---- Material for this task
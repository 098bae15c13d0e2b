use std::fs;
use std::path::Path;

use super::command::{build_job_array_command, JobArraySpec, SchedulerCommand};
use super::runner::CommandRunner;
use crate::config::{MtiConfig, SchedulerConfig};
use crate::error::{PipelineError, Result};
use crate::events::{PipelineEvent, PipelineObserver};
use crate::file_layout::{indexed_files, parse_input_index};
use crate::validation::validate_subdir_name;

/// Indices of the `input<N>.txt` files in `dir`, ascending
pub fn input_file_indices(dir: &Path) -> Result<Vec<u32>> {
    Ok(indexed_files(dir, parse_input_index)?
        .into_iter()
        .map(|(index, _)| index)
        .collect())
}

/// Make sure the output and error directories for `subdir` exist
///
/// The scheduler writes into both before the job command runs, and does not
/// create missing directories itself.
fn prepare_job_directories(subdir: &str, mti: &MtiConfig) -> Result<()> {
    for dir in [mti.output_subdir(subdir), mti.error_subdir(subdir)] {
        fs::create_dir_all(&dir).map_err(|e| PipelineError::io(&dir, e))?;
    }
    Ok(())
}

/// Run `command` and report the submission
///
/// Job directories are created first unless the runner never reaches a
/// scheduler.
pub(crate) async fn dispatch(
    command: &SchedulerCommand,
    subdir: &str,
    mti: &MtiConfig,
    runner: &dyn CommandRunner,
    observer: &dyn PipelineObserver,
) -> Result<()> {
    if runner.needs_job_directories() {
        prepare_job_directories(subdir, mti)?;
    }
    let exit_code = runner.run(command).await?;

    observer.on_event(&PipelineEvent::JobSubmitted {
        subdir: subdir.to_string(),
        job_spec: command.job_spec.to_string(),
        exit_code,
    });

    Ok(())
}

/// Submit one job array covering every input file of `subdir`
///
/// The array spans the lowest to the highest input index found, so the first
/// directory (which has no `input0.txt`) starts at 1 and later ones start at
/// their first file index. A non-zero scheduler status is reported but not
/// treated as an error.
pub async fn submit_batch(
    subdir: &str,
    scheduler: &SchedulerConfig,
    mti: &MtiConfig,
    runner: &dyn CommandRunner,
    observer: &dyn PipelineObserver,
) -> Result<SchedulerCommand> {
    validate_subdir_name(subdir).map_err(PipelineError::ValidationError)?;

    let input_dir = mti.input_subdir(subdir);
    let indices = input_file_indices(&input_dir)?;
    let (first, last) = match (indices.first(), indices.last()) {
        (Some(first), Some(last)) => (*first, *last),
        _ => return Err(PipelineError::NoInputFiles { directory: input_dir }),
    };

    let command = build_job_array_command(
        JobArraySpec::Range { first, last },
        subdir,
        scheduler,
        mti,
    )?;

    dispatch(&command, subdir, mti, runner, observer).await?;

    crate::log_pipeline!(debug, "Input files covered by submission",
        subdir: subdir,
        files: indices.len(),
        command: command.to_string()
    );

    Ok(command)
}

#[cfg(test)]
mod tests {
    use super::*;
    use crate::events::RecordingObserver;
    use crate::scheduler::RecordingRunner;
    use tempfile::TempDir;

    fn mti(temp_dir: &TempDir) -> MtiConfig {
        MtiConfig {
            mti_root: temp_dir.path().join("mti"),
            files_root: temp_dir.path().to_path_buf(),
            inputfiles_dir: "inputfiles".to_string(),
            email: "curator@example.org".to_string(),
        }
    }

    fn touch_inputs(mti: &MtiConfig, subdir: &str, indices: &[u32]) {
        let dir = mti.input_subdir(subdir);
        fs::create_dir_all(&dir).unwrap();
        for index in indices {
            fs::write(dir.join(format!("input{index}.txt")), "\"1\"|x\n").unwrap();
        }
    }

    #[tokio::test]
    async fn test_submit_spans_first_to_last_index() {
        let temp_dir = TempDir::new().unwrap();
        let mti = mti(&temp_dir);
        touch_inputs(&mti, "0002", &[100, 101, 150, 199]);
        let runner = RecordingRunner::new();
        let observer = RecordingObserver::new();

        let command = submit_batch("0002", &SchedulerConfig::default(), &mti, &runner, &observer)
            .await
            .unwrap();

        assert_eq!(command.job_spec, JobArraySpec::Range { first: 100, last: 199 });
        assert_eq!(command.args[1], "myArray[100-199]%1");
        assert_eq!(runner.commands(), vec![command]);
        assert!(mti.output_subdir("0002").is_dir());
        assert!(mti.error_subdir("0002").is_dir());
        assert_eq!(
            observer.events(),
            vec![PipelineEvent::JobSubmitted {
                subdir: "0002".to_string(),
                job_spec: "100-199".to_string(),
                exit_code: Some(0),
            }]
        );
    }

    #[tokio::test]
    async fn test_dry_run_leaves_job_directories_alone() {
        let temp_dir = TempDir::new().unwrap();
        let mti = mti(&temp_dir);
        touch_inputs(&mti, "0001", &[1, 2]);
        let runner = RecordingRunner::dry_run();

        let command = submit_batch(
            "0001",
            &SchedulerConfig::default(),
            &mti,
            &runner,
            &RecordingObserver::new(),
        )
        .await
        .unwrap();

        assert_eq!(runner.commands(), vec![command]);
        assert!(!mti.output_subdir("0001").exists());
        assert!(!mti.error_subdir("0001").exists());
    }

    #[tokio::test]
    async fn test_non_zero_exit_is_reported_not_raised() {
        let temp_dir = TempDir::new().unwrap();
        let mti = mti(&temp_dir);
        touch_inputs(&mti, "0001", &[1, 2]);
        let runner = RecordingRunner::with_exit_code(Some(255));
        let observer = RecordingObserver::new();

        let result =
            submit_batch("0001", &SchedulerConfig::default(), &mti, &runner, &observer).await;

        assert!(result.is_ok());
        assert!(matches!(
            observer.events().as_slice(),
            [PipelineEvent::JobSubmitted { exit_code: Some(255), .. }]
        ));
    }

    #[tokio::test]
    async fn test_empty_directory_submits_nothing() {
        let temp_dir = TempDir::new().unwrap();
        let mti = mti(&temp_dir);
        touch_inputs(&mti, "0001", &[]);
        let runner = RecordingRunner::new();

        let result = submit_batch(
            "0001",
            &SchedulerConfig::default(),
            &mti,
            &runner,
            &RecordingObserver::new(),
        )
        .await;

        assert!(matches!(result, Err(PipelineError::NoInputFiles { .. })));
        assert!(runner.commands().is_empty());
    }

    #[tokio::test]
    async fn test_path_like_subdir_is_rejected() {
        let temp_dir = TempDir::new().unwrap();
        let runner = RecordingRunner::new();

        let result = submit_batch(
            "../0001",
            &SchedulerConfig::default(),
            &mti(&temp_dir),
            &runner,
            &RecordingObserver::new(),
        )
        .await;

        assert!(matches!(result, Err(PipelineError::ValidationError(_))));
        assert!(runner.commands().is_empty());
    }
}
--------
§ Work to be completed: Could you return the lines in the entries above that contain "await"?

§ Written response:
    let exit_code = runner.run(command).await?;
    dispatch(&command, subdir, mti, runner, observer).await?;
            .await
        .await
            submit_batch("0001", &SchedulerConfig::default(), &mti, &runner, &observer).await;
        .await;
        .await;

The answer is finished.